To honor these men, Representative Mike Honda (D-CA) took to the floor of the House on October 13th:
Mr. HONDA. Mr. Speaker, I rise today to honor veterans from America's greatest generation and thank the Government of Japan for recognizing the sacrifices of these men. On Saturday, October 15, seven former members of the U.S. Army and Army Air Corps, who fought in the Battle for the Philippines at the start of World War II, from December 1941 to May 1942, will travel to Tokyo as guests of the Japanese government. These brave soldiers and airmen were all prisoners of war of Imperial Japan.

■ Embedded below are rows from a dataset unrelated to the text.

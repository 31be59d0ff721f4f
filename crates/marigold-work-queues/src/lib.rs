//! Marigold Work Queues
//!
//! Answers "which scheduled runs are ready to be claimed right now, and in
//! what order" for a queue or for a whole work pool.
//!
//! - [`WorkQueueService::get_runs`]: one queue, earliest scheduled first.
//! - [`WorkQueueService::get_scheduled_runs_for_pool`]: several queues merged
//!   by queue priority, then scheduled time.
//! - [`QueueMatcher`]: resolves names, prefixes or globs to a pool's live
//!   queues, with a short cache.

mod error;
mod matcher;
mod service;

pub use error::WorkQueueError;
pub use matcher::{QueueMatcher, QueueSelector};
pub use service::WorkQueueService;
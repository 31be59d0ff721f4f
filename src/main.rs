use std::path::{Path, PathBuf};
use std::sync::Arc;

use anyhow::{Context, Result};
use chrono::{Duration, Utc};
use clap::{Parser, Subcommand};
use tokio_util::sync::CancellationToken;
use tracing::info;
use tracing_subscriber::{EnvFilter, fmt, layer::SubscriberExt, util::SubscriberInitExt};

use marigold_config::Settings;
use marigold_orchestration::OrchestrationEngine;
use marigold_services::{
  FlowRunNotifications, LogSender, LoopService, MarkLateRuns, RescheduleStuckPendingTasks,
  Scheduler, spawn_services,
};
use marigold_store::{SqliteStore, Store};
use marigold_work_queues::{QueueSelector, WorkQueueService};
use marigold_worker::{LocalClient, ProcessInfrastructure, Worker};

/// Marigold - scheduled workflow runs, state orchestration and work pools
#[derive(Parser)]
#[command(name = "marigold")]
#[command(version, about, long_about = None)]
struct Cli {
  /// Path to the data directory (default: ~/.marigold)
  #[arg(long, global = true)]
  data_dir: Option<PathBuf>,

  /// Settings file (default: <data-dir>/marigold.json, if present)
  #[arg(long, global = true)]
  config: Option<PathBuf>,

  #[command(subcommand)]
  command: Option<Commands>,
}

#[derive(Subcommand)]
enum Commands {
  /// Run the scheduler, late-run, task-timeout and notification loops
  Serve,

  /// Print the runs a pool would hand out right now
  ScheduledRuns {
    #[command(flatten)]
    queues: QueueArgs,

    /// Include runs scheduled up to this many seconds ahead
    #[arg(long, default_value_t = 0)]
    ahead_seconds: i64,

    #[arg(long)]
    limit: Option<usize>,
  },

  /// Poll a pool and launch each claimed run as a child process
  Worker {
    #[command(flatten)]
    queues: QueueArgs,

    #[arg(long, default_value = "marigold-worker")]
    name: String,

    /// Command to launch for each run; the run id is passed in MARIGOLD_RUN_ID
    #[arg(required = true, last = true)]
    command: Vec<String>,
  },
}

#[derive(clap::Args)]
struct QueueArgs {
  /// Work pool name (default pool when omitted)
  #[arg(long)]
  pool: Option<String>,

  /// Queue names to read; every queue in the pool when omitted
  #[arg(long = "queue")]
  queues: Vec<String>,

  /// Read queues whose name starts with this prefix
  #[arg(long = "prefix", conflicts_with_all = ["queues", "pattern"])]
  prefixes: Vec<String>,

  /// Read queues whose name matches this glob
  #[arg(long, conflicts_with = "queues")]
  pattern: Option<String>,
}

impl QueueArgs {
  fn selector(&self) -> Result<QueueSelector> {
    if let Some(pattern) = &self.pattern {
      return Ok(QueueSelector::pattern(pattern)?);
    }
    if !self.prefixes.is_empty() {
      return Ok(QueueSelector::Prefixes(self.prefixes.clone()));
    }
    if !self.queues.is_empty() {
      return Ok(QueueSelector::Names(self.queues.clone()));
    }
    Ok(QueueSelector::All)
  }
}

fn main() -> Result<()> {
  let cli = Cli::parse();
  init_tracing();

  let data_dir = match cli.data_dir {
    Some(dir) => dir,
    None => dirs::home_dir()
      .context("could not determine home directory")?
      .join(".marigold"),
  };
  let settings = load_settings(cli.config.as_deref(), &data_dir)?;

  let rt = tokio::runtime::Runtime::new()?;
  match cli.command {
    Some(Commands::Serve) => rt.block_on(serve(data_dir, settings)),
    Some(Commands::ScheduledRuns {
      queues,
      ahead_seconds,
      limit,
    }) => rt.block_on(scheduled_runs(data_dir, settings, queues, ahead_seconds, limit)),
    Some(Commands::Worker {
      queues,
      name,
      command,
    }) => rt.block_on(run_worker(data_dir, settings, queues, name, command)),
    None => {
      println!("marigold - use --help to see available commands");
      Ok(())
    }
  }
}

fn init_tracing() {
  tracing_subscriber::registry()
    .with(EnvFilter::try_from_env("MARIGOLD_LOG").unwrap_or_else(|_| EnvFilter::new("info")))
    .with(fmt::layer().with_writer(std::io::stderr))
    .init();
}

fn load_settings(config: Option<&Path>, data_dir: &Path) -> Result<Settings> {
  if let Some(path) = config {
    return Settings::from_file(path).context("failed to load settings");
  }
  let default_path = data_dir.join("marigold.json");
  if default_path.exists() {
    return Settings::from_file(&default_path).context("failed to load settings");
  }
  Ok(Settings::default())
}

async fn open_store(data_dir: &Path) -> Result<Arc<dyn Store>> {
  tokio::fs::create_dir_all(data_dir)
    .await
    .with_context(|| format!("failed to create data directory: {}", data_dir.display()))?;

  let url = format!("sqlite://{}", data_dir.join("marigold.db").display());
  let store = SqliteStore::connect(&url)
    .await
    .with_context(|| format!("failed to open database: {url}"))?;
  store.migrate().await.context("failed to migrate database")?;
  Ok(Arc::new(store))
}

async fn serve(data_dir: PathBuf, settings: Settings) -> Result<()> {
  let store = open_store(&data_dir).await?;
  let engine = Arc::new(OrchestrationEngine::new(
    store.clone(),
    settings.orchestration.clone(),
  ));

  let services: Vec<Arc<dyn LoopService>> = vec![
    Arc::new(Scheduler::new(store.clone(), settings.scheduler.clone())),
    Arc::new(MarkLateRuns::new(engine.clone(), settings.late_runs.clone())),
    Arc::new(RescheduleStuckPendingTasks::new(
      engine.clone(),
      settings.task_scheduling.clone(),
    )),
    Arc::new(FlowRunNotifications::new(
      store.clone(),
      Arc::new(LogSender),
      settings.notifications.clone(),
    )),
  ];

  let cancel = CancellationToken::new();
  let mut loops = spawn_services(services, &cancel);
  info!(data_dir = %data_dir.display(), "marigold services started");

  tokio::signal::ctrl_c()
    .await
    .context("failed to listen for shutdown signal")?;
  info!("shutting down");
  cancel.cancel();
  while loops.join_next().await.is_some() {}
  Ok(())
}

async fn scheduled_runs(
  data_dir: PathBuf,
  settings: Settings,
  queues: QueueArgs,
  ahead_seconds: i64,
  limit: Option<usize>,
) -> Result<()> {
  let store = open_store(&data_dir).await?;
  let service = WorkQueueService::new(store, settings.work_queues);
  let scheduled_before = Utc::now() + Duration::seconds(ahead_seconds);

  let runs = match queues.selector()? {
    QueueSelector::All => {
      service
        .get_scheduled_runs_for_pool(queues.pool.as_deref(), &[], scheduled_before, limit)
        .await?
    }
    QueueSelector::Names(names) => {
      service
        .get_scheduled_runs_for_pool(queues.pool.as_deref(), &names, scheduled_before, limit)
        .await?
    }
    selector => {
      let pool = service.read_or_create_pool(queues.pool.as_deref()).await?;
      let mut matcher = service.matcher(selector);
      service
        .poll(&pool, &mut matcher, scheduled_before, limit)
        .await?
    }
  };

  println!("{}", serde_json::to_string_pretty(&runs)?);
  Ok(())
}

async fn run_worker(
  data_dir: PathBuf,
  settings: Settings,
  queues: QueueArgs,
  name: String,
  command: Vec<String>,
) -> Result<()> {
  let store = open_store(&data_dir).await?;
  let engine = Arc::new(OrchestrationEngine::new(
    store.clone(),
    settings.orchestration.clone(),
  ));
  let client = LocalClient::new(engine, WorkQueueService::new(store, settings.work_queues));

  let worker = Worker::new(
    name,
    queues.pool.clone(),
    queues.selector()?,
    settings.worker,
    Arc::new(client),
    Arc::new(ProcessInfrastructure::new(command)),
  );

  let cancel = CancellationToken::new();
  let shutdown = cancel.clone();
  tokio::spawn(async move {
    if tokio::signal::ctrl_c().await.is_ok() {
      shutdown.cancel();
    }
  });

  worker.start(cancel).await.context("worker stopped with an error")
}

The conditions in which they were held are unimaginable. Their first trip to Japan was on aging freighters called "Hellships,'' where the men were loaded into suffocating holds with little space, water, food, or sanitation. At the POW camps in the Philippines, Japan and China, they suffered unmerciful abuse aggravated by the lack of food, medical care, clothing, and appropriate housing.
Each POW also became a slave laborer at the mines, factories, smelters, and docks of Japan's largest companies, including Mitsui, Nippon Steel, Showa Denko, Mitsubishi, and Japan Metals & Chemicals Company. In the end, nearly 40% of the American POWs of Japan perished; compared to the two percent of those in Nazi Germany's POW camps.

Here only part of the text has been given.